How can i send in an email or support ticket?
Thanks.


----------



## Mista T (Aug 16, 2017)

If the stars didn't show for a week that's one thing, it happens. But if your rating dropped that dramatically, you need to evaluate what is wrong.

As a driver with over 3,000 rides, the math is simple... every one star rating will drop your overall rating by .01. So if you lost .04, dude, that's a sign from the pax that you need to make a big change to something.


----------



## Muchado (Mar 18, 2015)

Femi Abodunrin said:


> Hi, long time reader....just registering and posting...wondering if anyone has had this problem. I have had 3000 rides in 8 months with 1000+ 5 stars. That is an average of 10+ 5 stars a day. Suddenly in the last 2 weeks, not even a single 5 star and rating has dropped from 4.92 to 4.88 in 7 days.
> Theres a pattern somewhat to 5 stars, not exact, but its there. People who I have related well to with deep conversations, people who have left unusual tips, people i went way above and beyond for ( like spending extra time looking for the right house, carrying groceries to the door) usually leave 5 stars. All that seems to have stopped. I suspected that something was wrong, then just now, i noticed that some pax have left positive thank you notes, how can positive thank you notes be left without a 5 star? As recently as this morning and yesterday. I called Uber, but while the customer service guys are nice...they usually seem like robots reading from a script.
> How can i send in an email or support ticket?
> Thanks.


Hi Femi... I think that something might be wrong with the ratings right now....

Firstly let me explain how the ratings work. It's basically the total of all your ratings divided by 500. It takes 10 5-star ratings to notch-up the third digit. It takes only 1 non-5 star rating to notch-down the third digit.... So you've received 4 ratings below 5 stars in 7 days.

With the new app, they actually show you the total of each rating you've received. So last week, I noticed that I had 485 5-star ratings. Not bad.
Problem is, they haven't budged an inch since the new app launched. To test it, I took my wife to the station and she gave me a 5 star rating, and the 5 star tally didn't change.... So that proves that there's a problem..... Even stranger, last week, someone gave me a 4-star rating, and it knocked my third digit down a notch. So the system is recognising bad ratings but not good ones....

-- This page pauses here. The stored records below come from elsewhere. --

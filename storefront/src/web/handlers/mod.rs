// storefront/src/web/handlers/mod.rs

pub mod admin_handlers;
pub mod auth_handlers;
pub mod cart_handlers;
pub mod product_handlers;
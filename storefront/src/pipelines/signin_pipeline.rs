// storefront/src/pipelines/signin_pipeline.rs

use storefront_flow::{ContextData, FlowResult, Pipeline, PipelineControl, Registry};
use tracing::{event, info, warn, Level};

use crate::errors::AppError;
use crate::pipelines::contexts::SigninCtxData;
use crate::services::auth_service;
use crate::sessions::Session;

pub const BAD_CREDENTIALS: &str = "Login Unsuccessful. Please check provided email and password";
pub const NOT_CONFIRMED: &str = "Login Unsuccessful. Please confirm your email before first login";

/// Registers the sign-in flow.
pub fn register_signin_pipeline(registry: &Registry<AppError>) -> FlowResult<()> {
  let mut signin_p = Pipeline::<SigninCtxData, AppError>::new(&[
    ("validate_signin_input", false, None),
    ("fetch_user_by_email", false, None),
    ("verify_user_password", false, None),
    ("ensure_confirmed", false, None),
    ("open_session", false, None),
  ]);

  signin_p.on_root("validate_signin_input", |ctx_data: ContextData<SigninCtxData>| {
    Box::pin(async move {
      let (email_val, password_is_empty_val) = {
        let guard = ctx_data.read();
        (guard.email.trim().to_string(), guard.password.is_empty())
      };

      event!(Level::DEBUG, email = %email_val, "Validating sign-in input.");
      if email_val.is_empty() || !email_val.contains('@') {
        warn!("Invalid email format provided for sign-in.");
        return Err(AppError::Validation("Valid email is required.".to_string()));
      }
      if password_is_empty_val {
        warn!("Empty password provided for sign-in.");
        return Err(AppError::Validation("Password is required.".to_string()));
      }
      ctx_data.write().email = email_val;
      Ok(PipelineControl::Continue)
    })
  })?;

  signin_p.on_root("fetch_user_by_email", |ctx_data: ContextData<SigninCtxData>| {
    Box::pin(async move {
      let (email_val, users) = {
        let guard = ctx_data.read();
        (guard.email.clone(), guard.app_state.users.clone())
      };

      match users.find_user_by_email(&email_val).await? {
        Some(user) => {
          event!(Level::INFO, user_id = %user.id, "User found for signin.");
          ctx_data.write().user = Some(user);
          Ok(PipelineControl::Continue)
        }
        None => {
          warn!(email = %email_val, "Sign-in for unknown email.");
          Err(AppError::Auth(BAD_CREDENTIALS.to_string()))
        }
      }
    })
  })?;

  signin_p.on_root("verify_user_password", |ctx_data: ContextData<SigninCtxData>| {
    Box::pin(async move {
      let (password_val, hash_val) = {
        let guard = ctx_data.read();
        let hash = guard.user.as_ref().map(|u| u.password_hash.clone());
        (guard.password.clone(), hash)
      };
      let hash_val = hash_val.ok_or_else(|| AppError::Internal("User missing before password check".to_string()))?;

      if !auth_service::verify_password(&hash_val, &password_val)? {
        warn!("Password mismatch on sign-in.");
        return Err(AppError::Auth(BAD_CREDENTIALS.to_string()));
      }
      Ok(PipelineControl::Continue)
    })
  })?;

  signin_p.on_root("ensure_confirmed", |ctx_data: ContextData<SigninCtxData>| {
    Box::pin(async move {
      let confirmed = ctx_data.read().user.as_ref().is_some_and(|u| u.confirmed);
      if !confirmed {
        return Err(AppError::Auth(NOT_CONFIRMED.to_string()));
      }
      Ok(PipelineControl::Continue)
    })
  })?;

  signin_p.on_root("open_session", |ctx_data: ContextData<SigninCtxData>| {
    Box::pin(async move {
      let (sessions, user) = {
        let guard = ctx_data.read();
        (guard.app_state.sessions.clone(), guard.user.clone())
      };
      let user = user.ok_or_else(|| AppError::Internal("User missing before session".to_string()))?;

      let token = sessions.open(Session::for_user(&user));
      info!(user_id = %user.id, "Session opened.");
      ctx_data.write().session_token = Some(token);
      Ok::<_, AppError>(PipelineControl::Continue)
    })
  })?;

  registry.register_pipeline(signin_p);
  info!("Sign-in pipeline registered.");
  Ok(())
}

Conclusion: There's something wrong with the system.


----------



## Femi Abodunrin (Sep 3, 2018)

Muchado....you are the greatest man. Exactly what I have been saying!!!
5 stars to you bro!


----------



## Ribak (Jun 30, 2017)

Femi Abodunrin said:


> Hi, long time reader....just registering and posting...wondering if anyone has had this problem. I have had 3000 rides in 8 months with 1000+ 5 stars. That is an average of 10+ 5 stars a day. Suddenly in the last 2 weeks, not even a single 5 star and rating has dropped from 4.92 to 4.88 in 7 days.
> Theres a pattern somewhat to 5 stars, not exact, but its there. People who I have related well to with deep conversations, people who have left unusual tips, people i went way above and beyond for ( like spending extra time looking for the right house, carrying groceries to the door) usually leave 5 stars. All that seems to have stopped. I suspected that something was wrong, then just now, i noticed that some pax have left positive thank you notes, how can positive thank you notes be left without a 5 star? As recently as this morning and yesterday. I called Uber, but while the customer service guys are nice...they usually seem like robots reading from a script.
> How can i send in an email or support ticket?
> Thanks.


As per previous response, most definitely a glitch in the APP. One item of note is that if a passenger leaves a comment along with the 5 star rating, there is usually a delay (1-3 days) before it is reflected in your account. Also, for ratings believe 5, the APP freezes sometimes as the programming encounters issues. There is an effort to make it difficult for drivers to associate the low ratings with pax.....as such, the low number may not appear for days, weeks or months. Unfortunately, this causes issues with the ratings.


----------



## Rushmanyyz (Dec 1, 2017)

Muchado said:


> Hi Femi... I think that something might be wrong with the ratings right now....
> 
> Firstly let me explain how the ratings work. It's basically the total of all your ratings divided by 500. It takes 10 5-star ratings to notch-up the third digit. It takes only 1 non-5 star rating to notch-down the third digit.... So you've received 4 ratings below 5 stars in 7 days.
> 
> ...


Ok. Lots to clear up here but no one is getting this correct so, I'll try to explain it this way:

The Uber rating is an average of the last 500 trips (for drivers). Those ratings are taken in temporal order, meaning that the 500th rating in the series is the last trip you took and the 1st rating in the series is 500 trips ago. Five trips ago is the 495th ride in the series of 500 numbers.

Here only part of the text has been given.